The values in shape represent the length of the dimension.

How, given the number of dimensions, can I iterate over all the elements in my dataset? Here is an example:

for i in range(shape[0]):
    for j in range(shape[1]):
        for k in range(shape[2]):
            for l in range(shape[3]):
                print('BOOM')
                value = dataset[i,j,k,l]

In the future, the shape may change. So for example, shape may have 10 elements rather than the current 4.

Is there a nice and clean way to do this with Python 3?

MSeifert
  • 145,886
  • 38
  • 333
  • 352
pookie
  • 3,796
  • 6
  • 49
  • 105
  • I think a [recursive](http://www.python-course.eu/recursive_functions.php) solution will be the best solution for you. – Yonlif Aug 17 '17 at 14:36
  • 1
    Possible duplicate of [Iterating through a multidimensional array in Python](https://stackoverflow.com/questions/971678/iterating-through-a-multidimensional-array-in-python) – Vikash Singh Aug 17 '17 at 14:39

1 Answers1

14

You could use itertools.product to iterate over the cartesian product 1 of some values (in this case the indices):

import itertools
shape = [4,5,2,6]
for idx in itertools.product(*[range(s) for s in shape]):
    value = dataset[idx]
    print(idx, value)
    # i would be "idx[0]", j "idx[1]" and so on...

However if it's a numpy array you want to iterate over, it could be easier to use np.ndenumerate:

import numpy as np

arr = np.random.random([4,5,2,6])
for idx, value in np.ndenumerate(arr):
    print(idx, value)
    # i would be "idx[0]", j "idx[1]" and so on...

1 You asked for clarification what itertools.product(*[range(s) for s in shape]) actually does. So I'll explain it in more details.

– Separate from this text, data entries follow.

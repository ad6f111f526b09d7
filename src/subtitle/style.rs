use once_cell::sync::Lazy;
use regex::Regex;

use crate::config::SubtitleConfig;
use crate::error::{Result, SubtransError};
use super::SubtitleEvent;

static OPEN_STYLE: Lazy<Regex> = Lazy::new(|| Regex::new(r"(?s)^(?:\{[^}]*\})+").unwrap());

static CLOSE_STYLE: Lazy<Regex> = Lazy::new(|| Regex::new(r"(?s)(?:\{[^}]*\})+$").unwrap());

/// Override blocks at the very start and end of an event's raw text
#[derive(Debug, Clone, Default, PartialEq, Eq)]
pub struct InlineStyle {
    pub open: String,
    pub close: String,
}

impl InlineStyle {
    pub fn extract(raw: &str) -> Self {
        let open = OPEN_STYLE.find(raw).map_or("", |m| m.as_str());
        // A text made only of override blocks travels whole as the line itself
        if open.len() == raw.len() {
            return Self::default();
        }
        let close = CLOSE_STYLE.find(raw).map_or("", |m| m.as_str());

        Self {
            open: open.to_string(),
            close: close.to_string(),
        }
    }
}

/// Put short multi-line text on one line
pub fn merge_short_lines(text: &str, char_limit: usize) -> String {
    if text.chars().count() < char_limit {
        text.replace('\n', " ").replace(" ,", ",")
    } else {
        text.to_string()
    }
}

pub fn to_hard_breaks(text: &str) -> String {
    text.replace('\n', "\\N")
}

/// Render text smaller and half transparent on its own line
pub fn style_down(text: &str, scale: u32) -> String {
    format!(
        "\\N{{\\fscx{scale}\\fscy{scale}\\alpha&H80&}}{text}{{\\fscx100\\fscy100\\alpha&H00&}}"
    )
}

/// Composes the final text of every event from the main and secondary streams
#[derive(Debug, Clone)]
pub struct Projector {
    pub line_char_limit: usize,
    /// Percent size of the secondary text
    pub secondary_scale: u32,
    /// Show the secondary stream at all
    pub merge: bool,
}

impl Projector {
    pub fn from_config(config: &SubtitleConfig) -> Self {
        Self {
            line_char_limit: config.line_char_limit,
            secondary_scale: config.secondary_scale,
            merge: config.merge,
        }
    }

    /// Smaller text fits more characters on a line
    pub fn secondary_char_limit(&self) -> usize {
        self.line_char_limit * 100 / self.secondary_scale.max(1) as usize
    }

    pub fn compose(&self, style: &InlineStyle, main: &str, secondary: &str) -> String {
        let main = to_hard_breaks(&merge_short_lines(main, self.line_char_limit));
        let secondary = if self.merge {
            let merged = merge_short_lines(secondary, self.secondary_char_limit());
            style_down(&to_hard_breaks(&merged), self.secondary_scale)
        } else {
            String::new()
        };

        format!("{}{}{}{}", style.open, main, secondary, style.close)
    }

    /// Rewrite every event's text; all slices must line up with the events
    pub fn project(
        &self,
        events: &mut [SubtitleEvent],
        styles: &[InlineStyle],
        main: &[String],
        secondary: &[String],
    ) -> Result<()> {
        let count = events.len();
        if styles.len() != count || main.len() != count || secondary.len() != count {
            return Err(SubtransError::Subtitle(format!(
                "Cannot project {} main and {} secondary lines onto {} events",
                main.len(),
                secondary.len(),
                count
            )));
        }

        for (((event, style), main), secondary) in events.iter_mut().zip(styles).zip(main).zip(secondary) {
            event.text = self.compose(style, main, secondary);
        }
        Ok(())
    }
}

#[cfg(test)]
mod tests {
    use super::*;

    fn projector(merge: bool) -> Projector {
        Projector {
            line_char_limit: 30,
            secondary_scale: 80,
            merge,
        }
    }

    #[test]
    fn test_extract_style() {
        let style = InlineStyle::extract(r"{\an8}Hello world{\i1}");
        assert_eq!(style.open, r"{\an8}");
        assert_eq!(style.close, r"{\i1}");

        let style = InlineStyle::extract(r"{\an8}{\b1}Hi");
        assert_eq!(style.open, r"{\an8}{\b1}");
        assert_eq!(style.close, "");

        assert_eq!(InlineStyle::extract("plain"), InlineStyle::default());
        assert_eq!(InlineStyle::extract(r"{\p1}"), InlineStyle::default());
    }

    #[test]
    fn test_style_only_event_is_emitted_once() {
        let event = SubtitleEvent::new(0, 1000, r"{\an8}");
        let style = InlineStyle::extract(&event.text);
        let line = event.plaintext();
        assert_eq!(line, r"{\an8}");

        assert_eq!(projector(false).compose(&style, &line, &line), r"{\an8}");
    }

    #[test]
    fn test_compose_keeps_style_spans() {
        let style = InlineStyle::extract(r"{\an8}Hello world{\i1}");
        assert_eq!(
            projector(false).compose(&style, "Hola mundo", "Hello world"),
            r"{\an8}Hola mundo{\i1}"
        );
    }

    #[test]
    fn test_compose_dual_display() {
        let style = InlineStyle::extract(r"{\an8}Hello world{\i1}");
        assert_eq!(
            projector(true).compose(&style, "Hola mundo", "Hello world"),
            r"{\an8}Hola mundo\N{\fscx80\fscy80\alpha&H80&}Hello world{\fscx100\fscy100\alpha&H00&}{\i1}"
        );
    }

    #[test]
    fn test_merge_short_lines() {
        assert_eq!(merge_short_lines("Well\n, fine", 30), "Well, fine");
        assert_eq!(merge_short_lines("A rather long first line\nand a second", 30), "A rather long first line\nand a second");
    }

    #[test]
    fn test_secondary_threshold_is_scaled() {
        let projector = projector(true);
        assert_eq!(projector.secondary_char_limit(), 37);

        // 33 chars: too long for the main stream, short enough for the secondary one
        let text = "Thirty four characters\nright here";
        let composed = projector.compose(&InlineStyle::default(), text, text);
        assert!(composed.starts_with("Thirty four characters\\Nright here\\N"));
        assert!(composed.contains("}Thirty four characters right here{"));
    }

    #[test]
    fn test_project_checks_alignment() {
        let mut events = vec![SubtitleEvent::new(0, 1000, "Hi")];
        let result = projector(false).project(&mut events, &[InlineStyle::default()], &[], &[]);
        assert!(matches!(result, Err(SubtransError::Subtitle(_))));

        projector(false)
            .project(&mut events, &[InlineStyle::default()], &["Hola".to_string()], &["Hi".to_string()])
            .unwrap();
        assert_eq!(events[0].text, "Hola");
    }
}
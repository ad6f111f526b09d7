use crate::error::{Result, SubtransError};
use super::SubtitleEvent;

/// Dialogue columns written when the source had none (SubRip input)
pub const DEFAULT_COLUMNS: [&str; 10] = [
    "Layer", "Start", "End", "Style", "Name", "MarginL", "MarginR", "MarginV", "Effect", "Text",
];

const DEFAULT_HEADER: &str = "[Script Info]
; Script generated by subtrans
ScriptType: v4.00+
WrapStyle: 0
ScaledBorderAndShadow: yes
PlayResX: 384
PlayResY: 288

[V4+ Styles]
Format: Name, Fontname, Fontsize, PrimaryColour, SecondaryColour, OutlineColour, BackColour, Bold, Italic, Underline, StrikeOut, ScaleX, ScaleY, Spacing, Angle, BorderStyle, Outline, Shadow, Alignment, MarginL, MarginR, MarginV, Encoding
Style: Default,Arial,20,&H00FFFFFF,&H000000FF,&H00000000,&H00000000,0,0,0,0,100,100,0,0,1,2,2,2,10,10,10,1";

/// Parts of an ASS file that are carried through untouched
#[derive(Debug, Clone, PartialEq, Eq)]
pub struct AssLayout {
    /// Sections before `[Events]`, verbatim
    pub header: String,
    /// Column names from the `Format:` line of `[Events]`
    pub columns: Vec<String>,
    /// Non-dialogue lines of `[Events]`, e.g. `Comment:`, keyed by the number of
    /// dialogues that came before them
    pub extra_lines: Vec<(usize, String)>,
    /// Sections after `[Events]`, verbatim
    pub trailer: String,
}

#[derive(Clone, Copy, PartialEq, Eq)]
enum Section {
    Header,
    Events,
    Trailer,
}

pub fn looks_like_ass(content: &str) -> bool {
    content
        .lines()
        .any(|line| line.trim().eq_ignore_ascii_case("[script info]"))
}

pub fn parse(content: &str) -> Result<(AssLayout, Vec<SubtitleEvent>)> {
    let mut section = Section::Header;
    let mut header = Vec::new();
    let mut trailer = Vec::new();
    let mut columns: Vec<String> = DEFAULT_COLUMNS.iter().map(|c| c.to_string()).collect();
    let mut extra_lines = Vec::new();
    let mut events = Vec::new();

    for (number, line) in content.lines().enumerate() {
        let trimmed = line.trim();
        let is_section = trimmed.starts_with('[') && trimmed.ends_with(']');

        match section {
            Section::Header if is_section && trimmed.eq_ignore_ascii_case("[events]") => {
                section = Section::Events;
            }
            Section::Header => header.push(line),
            Section::Events if is_section => {
                section = Section::Trailer;
                trailer.push(line);
            }
            Section::Events => {
                if let Some(format) = strip_key(trimmed, "Format") {
                    columns = format.split(',').map(|c| c.trim().to_string()).collect();
                } else if let Some(dialogue) = strip_key(trimmed, "Dialogue") {
                    events.push(parse_dialogue(dialogue, &columns, number + 1)?);
                } else if !trimmed.is_empty() {
                    extra_lines.push((events.len(), line.to_string()));
                }
            }
            Section::Trailer => trailer.push(line),
        }
    }

    let layout = AssLayout {
        header: header.join("\n").trim_end().to_string(),
        columns,
        extra_lines,
        trailer: trailer.join("\n").trim_end().to_string(),
    };
    Ok((layout, events))
}

fn strip_key<'a>(line: &'a str, key: &str) -> Option<&'a str> {
    let (name, value) = line.split_once(':')?;
    name.trim().eq_ignore_ascii_case(key).then(|| value.trim_start())
}

fn parse_dialogue(values: &str, columns: &[String], line_number: usize) -> Result<SubtitleEvent> {
    let values: Vec<&str> = values.splitn(columns.len(), ',').collect();
    if values.len() != columns.len() {
        return Err(SubtransError::Subtitle(format!(
            "Dialogue at line {} has {} of {} columns",
            line_number,
            values.len(),
            columns.len()
        )));
    }

    let mut event = SubtitleEvent::new(0, 0, String::new());
    for (column, value) in columns.iter().zip(values) {
        match column.to_lowercase().as_str() {
            "start" => event.start_ms = parse_time(value, line_number)?,
            "end" => event.end_ms = parse_time(value, line_number)?,
            "text" => event.text = value.to_string(),
            _ => event.fields.push((column.clone(), value.trim().to_string())),
        }
    }
    Ok(event)
}

/// Parse `h:mm:ss.cc` into milliseconds
fn parse_time(value: &str, line_number: usize) -> Result<u64> {
    let invalid = || SubtransError::Subtitle(format!("Invalid time '{}' at line {}", value.trim(), line_number));

    let mut parts = value.trim().split(':');
    let number = |part: Option<&str>| part.and_then(|p| p.parse::<u64>().ok()).ok_or_else(invalid);
    let hours = number(parts.next())?;
    let minutes = number(parts.next())?;

    let seconds = parts.next().ok_or_else(invalid)?;
    if parts.next().is_some() {
        return Err(invalid());
    }
    let (secs, fraction) = seconds.split_once('.').unwrap_or((seconds, ""));
    let secs: u64 = secs.parse().map_err(|_| invalid())?;

    let fraction: String = fraction.chars().take(3).collect();
    let millis = if fraction.is_empty() {
        0
    } else {
        fraction.parse::<u64>().map_err(|_| invalid())? * 10u64.pow(3 - fraction.len() as u32)
    };

    Ok((hours * 3600 + minutes * 60 + secs) * 1000 + millis)
}

/// Format milliseconds as ASS time (h:mm:ss.cc)
pub fn format_ass_time(ms: u64) -> String {
    let hours = ms / 3_600_000;
    let minutes = (ms % 3_600_000) / 60_000;
    let secs = (ms % 60_000) / 1_000;
    let centis = (ms % 1_000) / 10;

    format!("{}:{:02}:{:02}.{:02}", hours, minutes, secs, centis)
}

fn column_value(event: &SubtitleEvent, column: &str) -> String {
    match column.to_lowercase().as_str() {
        "start" => format_ass_time(event.start_ms),
        "end" => format_ass_time(event.end_ms),
        "text" => event.text.replace('\n', "\\N"),
        other => event.field(column).map(str::to_string).unwrap_or_else(|| {
            match other {
                "layer" | "marginl" | "marginr" | "marginv" => "0",
                "style" => "Default",
                "marked" => "Marked=0",
                _ => "",
            }
            .to_string()
        }),
    }
}

pub fn render(layout: Option<&AssLayout>, events: &[SubtitleEvent]) -> String {
    let mut content = String::new();

    let header = layout.map_or(DEFAULT_HEADER, |layout| layout.header.as_str()).trim_end();
    if !header.is_empty() {
        content.push_str(header);
        content.push_str("\n\n");
    }

    let default_columns: Vec<String> = DEFAULT_COLUMNS.iter().map(|c| c.to_string()).collect();
    let columns = layout.map_or(&default_columns, |layout| &layout.columns);

    content.push_str("[Events]\n");
    content.push_str(&format!("Format: {}\n", columns.join(", ")));
    let mut extra_lines = layout
        .map(|layout| layout.extra_lines.as_slice())
        .unwrap_or_default()
        .iter()
        .peekable();
    for (index, event) in events.iter().enumerate() {
        while let Some((_, line)) = extra_lines.next_if(|(position, _)| *position <= index) {
            content.push_str(line);
            content.push('\n');
        }
        let values: Vec<String> = columns.iter().map(|column| column_value(event, column)).collect();
        content.push_str(&format!("Dialogue: {}\n", values.join(",")));
    }
    for (_, line) in extra_lines {
        content.push_str(line);
        content.push('\n');
    }

    if let Some(layout) = layout.filter(|layout| !layout.trailer.is_empty()) {
        content.push('\n');
        content.push_str(&layout.trailer);
        content.push('\n');
    }

    content
}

For example is you have this loop:

for i in range(10):
    for j in range(8):
        # do whatever

This can also be written using product as:

for i, j in itertools.product(range(10), range(8)):
#                                        ^^^^^^^^---- the inner for loop
#                             ^^^^^^^^^-------------- the outer for loop
    # do whatever

That means product is just a handy way of reducing the number of independant for-loops.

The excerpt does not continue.